## What the task asks:
Going through the entries below, work out how many lines have the string "derive" in them. Give the number and nothing more.

## Records shown:

>>>

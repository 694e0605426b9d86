//! Keyframe resolution
//!
//! Turns keyframes that may hold wildcards, CSS variables, `none` or
//! unit-mismatched layout values into concrete values. Deferred resolvers
//! are batched: every pending resolver reads in the `Read` phase, then
//! elements needing layout measurement are measured together in
//! `ResolveKeyframes` so the host lays out at most twice per frame.

use crate::mix::ComplexValue;
use crate::player::Keyframe;
use crate::transition::TRANSFORM_PROPERTIES;
use motio_core::{parse_float, BoundingBox, ElementAdapter, Job, Phase, ReactiveValue, SchedulerHandle, Value};
use regex::Regex;
use std::cell::{Cell, RefCell};
use std::fmt;
use std::rc::Rc;
use std::sync::OnceLock;

/// Layout properties that may need measuring to convert between units
pub const POSITIONAL_KEYS: [&str; 6] = ["width", "height", "top", "left", "right", "bottom"];

/// Transform keys that survive measurement
const TRANSLATION_KEYS: [&str; 6] = ["x", "y", "z", "translateX", "translateY", "translateZ"];

const MAX_VARIABLE_DEPTH: usize = 4;

static VARIABLE_TOKEN: OnceLock<Regex> = OnceLock::new();
static DIMENSION: OnceLock<Regex> = OnceLock::new();
static ZERO_VALUE: OnceLock<Regex> = OnceLock::new();

fn variable_token() -> &'static Regex {
    VARIABLE_TOKEN.get_or_init(|| {
        Regex::new(r"^var\(\s*(--[\w-]+)\s*(?:,\s*(.+?))?\s*\)$").expect("Invalid variable token regex")
    })
}

fn dimension() -> &'static Regex {
    DIMENSION.get_or_init(|| {
        Regex::new(r"^([-+]?(?:\d+\.?\d*|\.\d+)(?:[eE][-+]?\d+)?)([a-z%]*)$").expect("Invalid dimension regex")
    })
}

fn zero_value() -> &'static Regex {
    ZERO_VALUE.get_or_init(|| Regex::new(r"^0[^.\s]+$").expect("Invalid zero value regex"))
}

/// Called with the resolved keyframes and the unresolved final keyframe,
/// if it differs from what was resolved
pub type ResolvedCallback = Box<dyn FnOnce(Vec<Value>, Option<Value>)>;

/// Unit class of a keyframe, for deciding whether layout must be measured
#[derive(Clone, Debug, PartialEq)]
enum Dimension {
    Number,
    Px,
    Auto,
    Unit(String),
    Unknown,
}

impl Dimension {
    fn of(value: &Value) -> Self {
        let text = match value {
            Value::Number(_) => return Dimension::Number,
            Value::Text(text) => text.trim(),
        };
        if text == "auto" {
            return Dimension::Auto;
        }
        match dimension().captures(text) {
            Some(captures) => match captures.get(2).map(|unit| unit.as_str()) {
                None | Some("") => Dimension::Number,
                Some("px") => Dimension::Px,
                Some(unit) => Dimension::Unit(unit.to_string()),
            },
            None => Dimension::Unknown,
        }
    }

    fn is_number_or_px(&self) -> bool {
        matches!(self, Dimension::Number | Dimension::Px)
    }
}

/// Whether a keyframe should take the zero of its siblings' template
fn is_none(keyframe: &Keyframe) -> bool {
    match keyframe {
        None => true,
        Some(Value::Number(n)) => *n == 0.0,
        Some(Value::Text(text)) => text == "none" || text == "0" || zero_value().is_match(text),
    }
}

/// Resolve `var(--name, fallback)` against `element`
fn resolve_variable(token: &str, element: &dyn ElementAdapter, depth: usize) -> Option<Value> {
    if depth > MAX_VARIABLE_DEPTH {
        tracing::warn!(token, "variable nesting too deep");
        return None;
    }
    let captures = variable_token().captures(token)?;
    let name = captures.get(1)?.as_str();
    let fallback = captures.get(2).map(|fallback| fallback.as_str());

    if let Some(resolved) = element.read_value(name) {
        return match resolved {
            Value::Text(text) => {
                let text = text.trim();
                if variable_token().is_match(text) {
                    resolve_variable(text, element, depth + 1)
                } else if let Ok(number) = text.parse::<f64>() {
                    Some(Value::Number(number))
                } else {
                    Some(Value::Text(text.to_string()))
                }
            }
            number => Some(number),
        };
    }

    match fallback {
        Some(fallback) if variable_token().is_match(fallback) => resolve_variable(fallback, element, depth + 1),
        Some(fallback) => Some(Value::from(fallback)),
        None => None,
    }
}

fn read_number(element: &dyn ElementAdapter, key: &str) -> f64 {
    element
        .read_value(key)
        .and_then(|value| value.as_number())
        .unwrap_or(0.0)
}

/// Measured value of a positional key
fn positional_value(name: &str, bounds: &BoundingBox, element: &dyn ElementAdapter) -> Option<f64> {
    let value = match name {
        "width" => bounds.width() - read_number(element, "paddingLeft") - read_number(element, "paddingRight"),
        "height" => bounds.height() - read_number(element, "paddingTop") - read_number(element, "paddingBottom"),
        "top" => read_number(element, "top"),
        "left" => read_number(element, "left"),
        "bottom" => read_number(element, "top") + bounds.height(),
        "right" => read_number(element, "left") + bounds.width(),
        _ => return None,
    };
    Some(value)
}

struct ResolverState {
    keyframes: Vec<Keyframe>,
    name: Option<String>,
    value: Option<ReactiveValue>,
    element: Option<Rc<dyn ElementAdapter>>,
    on_resolved: Option<ResolvedCallback>,
    final_keyframe: Option<Value>,
    measured_origin: Option<f64>,
    needs_measurement: bool,
    is_scheduled: bool,
    is_complete: bool,
}

/// Resolves one animation's keyframes
#[derive(Clone)]
pub struct KeyframeResolver {
    state: Rc<RefCell<ResolverState>>,
}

<<<

## Completed task:
2